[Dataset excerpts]
□ □ □ □

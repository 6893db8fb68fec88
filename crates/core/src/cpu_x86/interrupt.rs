//! Exceptions, interrupts, and the escalation ladder.
//!
//! Architectural exceptions travel as [`Fault`] values through `Result`;
//! the burst loop hands them to [`CpuX86::handle_fault`], which rewinds
//! EIP for restartable vectors, escalates nested faults to a double fault,
//! resets the CPU on a triple fault, and otherwise dispatches through the
//! IDT like any other interrupt. Host-level invariant failures are the
//! separate [`CpuError`] type and never reach guest software.

use super::flags::{PS_IF, PS_NT, PS_TF};
use super::segment::{desc, idt_error, sel_error, SegId};
use super::task::TaskNest;
use super::{CpuX86, OpSize};
use crate::logging::{log, LogCategory, LogLevel};
use crate::Bus;
use thiserror::Error;

// Exception vectors.
pub const INT_DE: u8 = 0x00; // divide error
pub const INT_DB: u8 = 0x01; // debug/single-step
pub const INT_BP: u8 = 0x03; // breakpoint (INT3)
pub const INT_OF: u8 = 0x04; // overflow (INTO)
pub const INT_BR: u8 = 0x05; // BOUND range
pub const INT_UD: u8 = 0x06; // invalid opcode
pub const INT_NM: u8 = 0x07; // no math unit
pub const INT_DF: u8 = 0x08; // double fault
pub const INT_TS: u8 = 0x0A; // invalid TSS
pub const INT_NP: u8 = 0x0B; // segment not present
pub const INT_SS: u8 = 0x0C; // stack fault
pub const INT_GP: u8 = 0x0D; // general protection
pub const INT_PF: u8 = 0x0E; // page fault
pub const INT_MF: u8 = 0x10; // math fault

/// An architectural exception: vector plus the error code pushed for the
/// vectors that carry one.
#[derive(Debug, Clone, Copy, PartialEq, Eq)]
pub struct Fault {
    pub vector: u8,
    pub code: Option<u16>,
}

impl Fault {
    pub fn de() -> Self {
        Fault { vector: INT_DE, code: None }
    }

    pub fn br() -> Self {
        Fault { vector: INT_BR, code: None }
    }

    pub fn ud() -> Self {
        Fault { vector: INT_UD, code: None }
    }

    pub fn nm() -> Self {
        Fault { vector: INT_NM, code: None }
    }

    pub fn ts(code: u16) -> Self {
        Fault { vector: INT_TS, code: Some(code) }
    }

    pub fn np(code: u16) -> Self {
        Fault { vector: INT_NP, code: Some(code) }
    }

    pub fn ss(code: u16) -> Self {
        Fault { vector: INT_SS, code: Some(code) }
    }

    pub fn gp(code: u16) -> Self {
        Fault { vector: INT_GP, code: Some(code) }
    }

    pub fn pf(code: u16) -> Self {
        Fault { vector: INT_PF, code: Some(code) }
    }

    pub fn mf() -> Self {
        Fault { vector: INT_MF, code: None }
    }

    fn double() -> Self {
        Fault { vector: INT_DF, code: Some(0) }
    }

    /// Restartable faults rewind EIP to the faulting instruction; traps
    /// and aborts do not.
    pub fn is_restartable(&self) -> bool {
        matches!(
            self.vector,
            INT_DE | INT_BR | INT_UD | INT_NM | INT_TS | INT_NP | INT_SS | INT_GP | INT_PF
                | INT_MF
        )
    }
}

/// Host-level invariant failures: never delivered to the guest, always
/// surfaced to the containing machine.
#[derive(Debug, Error)]
pub enum CpuError {
    #[error("invalid machine configuration: {0}")]
    Config(String),
    #[error("corrupted snapshot: {0}")]
    Snapshot(String),
    #[error("bus contract violation: {0}")]
    Bus(String),
}

/// How an interrupt entered the CPU; decides privilege checks, the EXT
/// bit of dispatch error codes, and error-code pushing.
#[derive(Debug, Clone, Copy, PartialEq, Eq)]
pub(crate) enum IntKind {
    /// External maskable interrupt acknowledged between instructions.
    Hardware,
    /// INT n / INT3 / INTO: the gate DPL must admit the current CPL.
    Software,
    /// Trap-class exception delivered after the instruction retired.
    Trap,
    /// Fault-class exception, optionally carrying an error code.
    Fault(Option<u16>),
}

impl<B: Bus> CpuX86<B> {
    /// Entry point for every raised [`Fault`]: restores the restart point,
    /// tracks nesting, and dispatches (or escalates).
    pub(crate) fn handle_fault(&mut self, fault: Fault) {
        log(LogCategory::Interrupt, LogLevel::Debug, || {
            format!(
                "fault {:#04x} code {:?} at {:#06x}:{:#x} opcode {:#04x}",
                fault.vector,
                fault.code,
                self.seg(SegId::Cs).sel,
                self.op_eip,
                self.bus.read_byte_direct(self.op_lip & self.model().addr_mask())
            )
        });
        if fault.is_restartable() {
            self.eip = self.op_eip;
        }
        // A fault that interrupted a multi-step instruction may have left
        // the access brakes on; release them before the handler runs.
        self.op_flags
            .remove(super::OpFlags::NOREAD | super::OpFlags::NOWRITE);

        let fault = match self.nfault {
            None => {
                self.nfault = Some(fault.vector);
                fault
            }
            Some(prev) if prev == INT_DF || fault.vector == INT_DF => {
                // A fault while servicing a double fault shuts the
                // machine down the only way it can: reset.
                log(LogCategory::Interrupt, LogLevel::Error, || {
                    "triple fault, resetting CPU".to_string()
                });
                self.reset_regs();
                return;
            }
            Some(_) => {
                self.nfault = Some(INT_DF);
                Fault::double()
            }
        };

        if let Err(next) = self.do_interrupt(fault.vector, IntKind::Fault(fault.code)) {
            self.handle_fault(next);
        }
    }

    /// Dispatch an interrupt or exception through the IVT/IDT.
    pub(crate) fn do_interrupt(&mut self, vector: u8, kind: IntKind) -> Result<(), Fault> {
        self.charge(self.cyc.int_n);
        if self.prot_mode() {
            self.interrupt_prot(vector, kind)
        } else {
            self.interrupt_real(vector)
        }
    }

    /// Real-mode dispatch: four-byte IVT entries, 16-bit pushes.
    fn interrupt_real(&mut self, vector: u8) -> Result<(), Fault> {
        let off = (vector as u32) * 4;
        if off.wrapping_add(3) > self.idt.limit {
            return Err(Fault::gp(idt_error(vector, false)));
        }
        let addr = self.idt.base.wrapping_add(off);
        let new_ip = self.read_linear_word(addr)?;
        let new_cs = self.read_linear_word(addr.wrapping_add(2))?;

        let ps = self.get_ps();
        self.push_sized(ps, OpSize::Word)?;
        self.push_sized(self.seg(SegId::Cs).sel as u32, OpSize::Word)?;
        self.push_sized(self.eip & 0xFFFF, OpSize::Word)?;

        self.set_flag(PS_IF, false);
        self.set_flag(PS_TF, false);
        self.load_seg_real(SegId::Cs, new_cs);
        self.eip = new_ip as u32;
        Ok(())
    }

    /// Protected-mode dispatch through an IDT gate.
    fn interrupt_prot(&mut self, vector: u8, kind: IntKind) -> Result<(), Fault> {
        let ext = matches!(kind, IntKind::Hardware);
        let off = (vector as u32) * 8;
        if off.wrapping_add(7) > self.idt.limit {
            return Err(Fault::gp(idt_error(vector, ext)));
        }
        let gate = self.read_descriptor_at(self.idt.base.wrapping_add(off))?;

        // Software INT honours the gate DPL so user code cannot invoke
        // arbitrary vectors; hardware and exceptions skip the check.
        if kind == IntKind::Software && gate.dpl() < self.cpl {
            return Err(Fault::gp(idt_error(vector, false)));
        }

        let (gate_size, clear_if) = match gate.typ() {
            desc::TYPE_GATE_TASK => {
                if !gate.present() {
                    return Err(Fault::np(idt_error(vector, ext)));
                }
                return self.task_gate_interrupt(&gate, ext);
            }
            desc::TYPE_GATE_INT286 => (OpSize::Word, true),
            desc::TYPE_GATE_TRAP286 => (OpSize::Word, false),
            desc::TYPE_GATE_INT386 => (OpSize::Dword, true),
            desc::TYPE_GATE_TRAP386 => (OpSize::Dword, false),
            _ => return Err(Fault::gp(idt_error(vector, ext))),
        };
        if !gate.present() {
            return Err(Fault::np(idt_error(vector, ext)));
        }

        let sel = gate.gate_selector();
        if sel & 0xFFFC == 0 {
            return Err(Fault::gp(ext as u16));
        }
        let target = self.read_descriptor(sel)?;
        if !target.is_code() {
            return Err(Fault::gp(sel_error(sel, ext)));
        }
        if !target.present() {
            return Err(Fault::np(sel_error(sel, ext)));
        }

        let old_ps = self.get_ps();
        let old_cs = self.seg(SegId::Cs).sel as u32;
        let old_eip = self.eip;

        let dpl = target.dpl();
        if !target.is_conforming() && dpl < self.cpl {
            // Inter-privilege: switch to the handler's stack from the TSS,
            // then push the outer context onto it.
            let (new_ss, new_sp) = self.tss_stack(dpl)?;
            let old_ss = self.seg(SegId::Ss).sel as u32;
            let old_sp = self.regs[super::REG_SP];

            self.load_stack_for_level(new_ss, new_sp, dpl)?;
            self.push_sized(old_ss, gate_size)?;
            self.push_sized(old_sp, gate_size)?;
            self.push_sized(old_ps, gate_size)?;
            self.push_sized(old_cs, gate_size)?;
            self.push_sized(old_eip, gate_size)?;
            self.commit_cs(sel, &target, dpl);
        } else if target.is_conforming() || dpl == self.cpl {
            self.push_sized(old_ps, gate_size)?;
            self.push_sized(old_cs, gate_size)?;
            self.push_sized(old_eip, gate_size)?;
            let cpl = self.cpl;
            self.commit_cs(sel, &target, cpl);
        } else {
            return Err(Fault::gp(sel_error(sel, ext)));
        }

        if let IntKind::Fault(Some(code)) = kind {
            self.push_sized(code as u32, gate_size)?;
        }

        let offset = gate.gate_offset();
        if offset > self.seg(SegId::Cs).limit {
            return Err(Fault::gp(0));
        }
        self.eip = offset;
        if clear_if {
            self.set_flag(PS_IF, false);
        }
        self.set_flag(PS_TF, false);
        self.set_flag(PS_NT, false);
        Ok(())
    }

    /// Interrupt through a task gate: a full task switch that nests the
    /// outgoing task.
    fn task_gate_interrupt(
        &mut self,
        gate: &super::segment::Descriptor,
        ext: bool,
    ) -> Result<(), Fault> {
        let tss_sel = gate.gate_selector();
        if tss_sel & 0xFFFC == 0 || tss_sel & 0x0004 != 0 {
            return Err(Fault::gp(sel_error(tss_sel, ext)));
        }
        self.switch_task(tss_sel, TaskNest::CallOrInt)
    }
}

□ □ □ □

**Assignment:** Above are records; repeat only the lines starting at the line with "pub fn np(code: u16)" and ending at the line with "checks, the EXT", exactly as they appear, both included.

**Answer box:**
    pub fn np(code: u16) -> Self {
        Fault { vector: INT_NP, code: Some(code) }
    }

    pub fn ss(code: u16) -> Self {
        Fault { vector: INT_SS, code: Some(code) }
    }

    pub fn gp(code: u16) -> Self {
        Fault { vector: INT_GP, code: Some(code) }
    }

    pub fn pf(code: u16) -> Self {
        Fault { vector: INT_PF, code: Some(code) }
    }

    pub fn mf() -> Self {
        Fault { vector: INT_MF, code: None }
    }

    fn double() -> Self {
        Fault { vector: INT_DF, code: Some(0) }
    }

    /// Restartable faults rewind EIP to the faulting instruction; traps
    /// and aborts do not.
    pub fn is_restartable(&self) -> bool {
        matches!(
            self.vector,
            INT_DE | INT_BR | INT_UD | INT_NM | INT_TS | INT_NP | INT_SS | INT_GP | INT_PF
                | INT_MF
        )
    }
}

/// Host-level invariant failures: never delivered to the guest, always
/// surfaced to the containing machine.
#[derive(Debug, Error)]
pub enum CpuError {
    #[error("invalid machine configuration: {0}")]
    Config(String),
    #[error("corrupted snapshot: {0}")]
    Snapshot(String),
    #[error("bus contract violation: {0}")]
    Bus(String),
}

/// How an interrupt entered the CPU; decides privilege checks, the EXT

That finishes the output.